Whatever appears in the entries must be given again exactly.

[[ SOURCE DATA, beginning ]]

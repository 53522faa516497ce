// SPDX-FileCopyrightText: 2025 Jason Pena <jasonpena@awkless.com>
// SPDX-License-Identifier: MIT

//! Deployment history log.
//!
//! Every successful deployment appends one line to a plain text log. The log
//! is created by the user beforehand, never by this tool. Reading the log for
//! display never needs write access.
//!
//! # Record Layout
//!
//! ```text
//! 2020-01-23 14:02:11  [DEV]   Foo-3.amxd --> Foo-DEV.amxd  ("/src/Foo-3.amxd" --> "/dev/Foo-DEV.amxd")
//! ```
//!
//! There is no locking. Two deployments at the same time may interleave.

use crate::deploy::DeployTarget;

use chrono::{Local, NaiveDateTime, Timelike};
use std::{
    fmt::{Display, Formatter, Result as FmtResult},
    fs::{read_to_string, OpenOptions},
    io::Write,
    path::{Path, PathBuf},
};
use tracing::{debug, instrument};

const TIMESTAMP_FORMAT: &str = "%Y-%m-%d %H:%M:%S";

/// One deployment in the history log.
#[derive(Debug, Clone, PartialEq, Eq)]
pub struct HistoryRecord {
    pub timestamp: NaiveDateTime,
    pub label: String,
    pub source: PathBuf,
    pub destination: PathBuf,
}

impl HistoryRecord {
    /// Construct new record stamped with the current local time.
    pub fn now(
        target: DeployTarget,
        source: impl Into<PathBuf>,
        destination: impl Into<PathBuf>,
    ) -> Self {
        let timestamp = Local::now().naive_local();
        Self {
            // INVARIANT: Second precision only.
            timestamp: timestamp.with_nanosecond(0).unwrap_or(timestamp),
            label: target.label().into(),
            source: source.into(),
            destination: destination.into(),
        }
    }

    /// Source file name without directory.
    pub fn source_name(&self) -> String {
        file_name_of(&self.source)
    }

    /// Destination file name without directory.
    pub fn destination_name(&self) -> String {
        file_name_of(&self.destination)
    }

    /// Parse one log line back into a record.
    ///
    /// Returns `None` for anything not written in the record layout, e.g.,
    /// lines from older versions of the log.
    pub fn parse_line(line: &str) -> Option<Self> {
        let stamp = line.get(..19)?;
        let timestamp = NaiveDateTime::parse_from_str(stamp, TIMESTAMP_FORMAT).ok()?;
        let rest = line.get(19..)?.trim_start();

        let (label, rest) = rest.split_once(char::is_whitespace)?;
        if !(label.starts_with('[') && label.ends_with(']')) {
            return None;
        }

        let (_, paths) = rest.trim_start().split_once("  (\"")?;
        let paths = paths.trim_end().strip_suffix("\")")?;
        let (source, destination) = paths.split_once("\" --> \"")?;

        Some(Self {
            timestamp,
            label: label.into(),
            source: source.into(),
            destination: destination.into(),
        })
    }
}

impl Display for HistoryRecord {
    fn fmt(&self, fmt: &mut Formatter<'_>) -> FmtResult {
        write!(
            fmt,
            "{}  {:<6}  {} --> {}  (\"{}\" --> \"{}\")",
            self.timestamp.format(TIMESTAMP_FORMAT),
            self.label,
            self.source_name(),
            self.destination_name(),
            self.source.display(),
            self.destination.display(),
        )
    }
}

/// Append-only deployment history.
#[derive(Debug, Clone)]
pub struct HistoryLog {
    path: PathBuf,
}

impl HistoryLog {
    /// Open existing history log.
    ///
    /// # Errors
    ///
    /// - Return [`HistoryError::Missing`] if the log file does not exist.
    pub fn open(path: impl Into<PathBuf>) -> Result<Self> {
        let path = path.into();
        if !path.is_file() {
            return Err(HistoryError::Missing { path });
        }

        Ok(Self { path })
    }

    /// Path to history log.
    pub fn path(&self) -> &Path {
        self.path.as_path()
    }

    /// Append record to end of log.
    ///
    /// # Errors
    ///
    /// - Return [`HistoryError::Append`] if the log cannot be written to.
    #[instrument(skip(self, record), level = "debug")]
    pub fn append(&self, record: &HistoryRecord) -> Result<()> {
        debug!("append history record to {:?}", self.path.display());
        let append_err = |err| HistoryError::Append {
            source: err,
            path: self.path.clone(),
        };

        // INVARIANT: Never create the log, it must already exist.
        let mut file = OpenOptions::new()
            .append(true)
            .open(&self.path)
            .map_err(append_err)?;
        writeln!(file, "{record}").map_err(append_err)?;

        Ok(())
    }

    /// Read last `count` lines of log.
    ///
    /// # Errors
    ///
    /// - Return [`HistoryError::Read`] if the log cannot be read.
    pub fn tail(&self, count: usize) -> Result<Vec<String>> {
        let content = read_to_string(&self.path).map_err(|err| HistoryError::Read {
            source: err,
            path: self.path.clone(),
        })?;
        let lines = content.lines().collect::<Vec<_>>();
        let start = lines.len().saturating_sub(count);

        Ok(lines[start..].iter().map(|line| line.to_string()).collect())
    }
}

/// Render history lines as a table.
///
/// Verbose mode adds full source and destination paths beneath each row.
pub fn render_table(lines: &[String], verbose: bool) -> String {
    let mut out = String::new();
    out.push_str(&format!(
        "{:<19}  {:<6}  {:<30}    {}\n",
        "Date", "Mode", "Original File", "Deploy File"
    ));
    out.push_str(&format!(
        "{:<19}  {:<6}  {:<30}    {}\n",
        "=".repeat(19),
        "=".repeat(6),
        "=".repeat(30),
        "=".repeat(30)
    ));

    for line in lines {
        match HistoryRecord::parse_line(line) {
            Some(record) => {
                out.push_str(&format!(
                    "{:<19}  {:<6}  {:<30}    {}\n",
                    record.timestamp.format(TIMESTAMP_FORMAT).to_string(),
                    record.label,
                    record.source_name(),
                    record.destination_name(),
                ));
                if verbose {
                    out.push_str(&format!(
                        "  (\"{}\" --> \"{}\")\n",
                        record.source.display(),
                        record.destination.display()
                    ));
                }
            }
            None => {
                out.push_str(line);
                out.push('\n');
            }
        }
    }

    out
}

fn file_name_of(path: &Path) -> String {
    path.file_name()
        .map(|name| name.to_string_lossy().into_owned())
        .unwrap_or_else(|| path.display().to_string())
}

/// History log error types.
#[derive(Debug, thiserror::Error)]
pub enum HistoryError {
    /// Log file has not been set up.
    #[error("history log does not exist at {:?}", path.display())]
    Missing { path: PathBuf },

    /// Log file cannot be appended to.
    #[error("failed to append to history log at {:?}", path.display())]
    Append {
        #[source]
        source: std::io::Error,
        path: PathBuf,
    },

    /// Log file cannot be read from.
    #[error("failed to read history log at {:?}", path.display())]
    Read {
        #[source]
        source: std::io::Error,
        path: PathBuf,
    },
}

/// Friendly result alias :3
pub type Result<T, E = HistoryError> = std::result::Result<T, E>;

[[ SOURCE DATA, end ]]

SOLUTION FOR THIS EXERCISE.
repository 53522faa516497ce
// SPDX-FileCopyrightText: 2025 Jason Pena <jasonpena@awkless.com>
// SPDX-License-Identifier: MIT

//! Deployment history log.
//!
//! Every successful deployment appends one line to a plain text log. The log
//! is created by the user beforehand, never by this tool. Reading the log for
//! display never needs write access.
//!
//! # Record Layout
//!
//! ```text
//! 2020-01-23 14:02:11  [DEV]   Foo-3.amxd --> Foo-DEV.amxd  ("/src/Foo-3.amxd" --> "/dev/Foo-DEV.amxd")
//! ```
//!
//! There is no locking. Two deployments at the same time may interleave.

use crate::deploy::DeployTarget;

use chrono::{Local, NaiveDateTime, Timelike};
use std::{
    fmt::{Display, Formatter, Result as FmtResult},
    fs::{read_to_string, OpenOptions},
    io::Write,
    path::{Path, PathBuf},
};
use tracing::{debug, instrument};

const TIMESTAMP_FORMAT: &str = "%Y-%m-%d %H:%M:%S";

/// One deployment in the history log.
#[derive(Debug, Clone, PartialEq, Eq)]
pub struct HistoryRecord {
    pub timestamp: NaiveDateTime,
    pub label: String,
    pub source: PathBuf,
    pub destination: PathBuf,
}

impl HistoryRecord {
    /// Construct new record stamped with the current local time.
    pub fn now(
        target: DeployTarget,
        source: impl Into<PathBuf>,
        destination: impl Into<PathBuf>,
    ) -> Self {
        let timestamp = Local::now().naive_local();
        Self {
            // INVARIANT: Second precision only.
            timestamp: timestamp.with_nanosecond(0).unwrap_or(timestamp),
            label: target.label().into(),
            source: source.into(),
            destination: destination.into(),
        }
    }

    /// Source file name without directory.
    pub fn source_name(&self) -> String {
        file_name_of(&self.source)
    }

    /// Destination file name without directory.
    pub fn destination_name(&self) -> String {
        file_name_of(&self.destination)
    }

    /// Parse one log line back into a record.
    ///
    /// Returns `None` for anything not written in the record layout, e.g.,
    /// lines from older versions of the log.
    pub fn parse_line(line: &str) -> Option<Self> {
        let stamp = line.get(..19)?;
        let timestamp = NaiveDateTime::parse_from_str(stamp, TIMESTAMP_FORMAT).ok()?;
        let rest = line.get(19..)?.trim_start();

        let (label, rest) = rest.split_once(char::is_whitespace)?;
        if !(label.starts_with('[') && label.ends_with(']')) {
            return None;
        }

        let (_, paths) = rest.trim_start().split_once("  (\"")?;
        let paths = paths.trim_end().strip_suffix("\")")?;
        let (source, destination) = paths.split_once("\" --> \"")?;

        Some(Self {
            timestamp,
            label: label.into(),
            source: source.into(),
            destination: destination.into(),
        })
    }
}

impl Display for HistoryRecord {
    fn fmt(&self, fmt: &mut Formatter<'_>) -> FmtResult {
        write!(
            fmt,
            "{}  {:<6}  {} --> {}  (\"{}\" --> \"{}\")",
            self.timestamp.format(TIMESTAMP_FORMAT),
            self.label,
            self.source_name(),
            self.destination_name(),
            self.source.display(),
            self.destination.display(),
        )
    }
}

/// Append-only deployment history.
#[derive(Debug, Clone)]
pub struct HistoryLog {
    path: PathBuf,
}

impl HistoryLog {
    /// Open existing history log.
    ///
    /// # Errors
    ///
    /// - Return [`HistoryError::Missing`] if the log file does not exist.
    pub fn open(path: impl Into<PathBuf>) -> Result<Self> {
        let path = path.into();
        if !path.is_file() {
            return Err(HistoryError::Missing { path });
        }

        Ok(Self { path })
    }

    /// Path to history log.
    pub fn path(&self) -> &Path {
        self.path.as_path()
    }

    /// Append record to end of log.
    ///
    /// # Errors
    ///
    /// - Return [`HistoryError::Append`] if the log cannot be written to.
    #[instrument(skip(self, record), level = "debug")]
    pub fn append(&self, record: &HistoryRecord) -> Result<()> {
        debug!("append history record to {:?}", self.path.display());
        let append_err = |err| HistoryError::Append {
            source: err,
            path: self.path.clone(),
        };

        // INVARIANT: Never create the log, it must already exist.
        let mut file = OpenOptions::new()
            .append(true)
            .open(&self.path)
            .map_err(append_err)?;
        writeln!(file, "{record}").map_err(append_err)?;

        Ok(())
    }

    /// Read last `count` lines of log.
    ///
    /// # Errors
    ///
    /// - Return [`HistoryError::Read`] if the log cannot be read.
    pub fn tail(&self, count: usize) -> Result<Vec<String>> {
        let content = read_to_string(&self.path).map_err(|err| HistoryError::Read {
            source: err,
            path: self.path.clone(),
        })?;
        let lines = content.lines().collect::<Vec<_>>();
        let start = lines.len().saturating_sub(count);

        Ok(lines[start..].iter().map(|line| line.to_string()).collect())
    }
}

/// Render history lines as a table.
///
/// Verbose mode adds full source and destination paths beneath each row.
pub fn render_table(lines: &[String], verbose: bool) -> String {
    let mut out = String::new();
    out.push_str(&format!(
        "{:<19}  {:<6}  {:<30}    {}\n",
        "Date", "Mode", "Original File", "Deploy File"
    ));
    out.push_str(&format!(
        "{:<19}  {:<6}  {:<30}    {}\n",
        "=".repeat(19),
        "=".repeat(6),
        "=".repeat(30),
        "=".repeat(30)
    ));

    for line in lines {
        match HistoryRecord::parse_line(line) {
            Some(record) => {
                out.push_str(&format!(
                    "{:<19}  {:<6}  {:<30}    {}\n",
                    record.timestamp.format(TIMESTAMP_FORMAT).to_string(),
                    record.label,
                    record.source_name(),
                    record.destination_name(),
                ));
                if verbose {
                    out.push_str(&format!(
                        "  (\"{}\" --> \"{}\")\n",
                        record.source.display(),
                        record.destination.display()
                    ));
                }
            }
            None => {
                out.push_str(line);
                out.push('\n');
            }
        }
    }

    out
}

fn file_name_of(path: &Path) -> String {
    path.file_name()
        .map(|name| name.to_string_lossy().into_owned())
        .unwrap_or_else(|| path.display().to_string())
}

/// History log error types.
#[derive(Debug, thiserror::Error)]
pub enum HistoryError {
    /// Log file has not been set up.
    #[error("history log does not exist at {:?}", path.display())]
    Missing { path: PathBuf },

    /// Log file cannot be appended to.
    #[error("failed to append to history log at {:?}", path.display())]
    Append {
        #[source]
        source: std::io::Error,
        path: PathBuf,
    },

    /// Log file cannot be read from.
    #[error("failed to read history log at {:?}", path.display())]
    Read {
        #[source]
        source: std::io::Error,
        path: PathBuf,
    },
}

/// Friendly result alias :3
pub type Result<T, E = HistoryError> = std::result::Result<T, E>;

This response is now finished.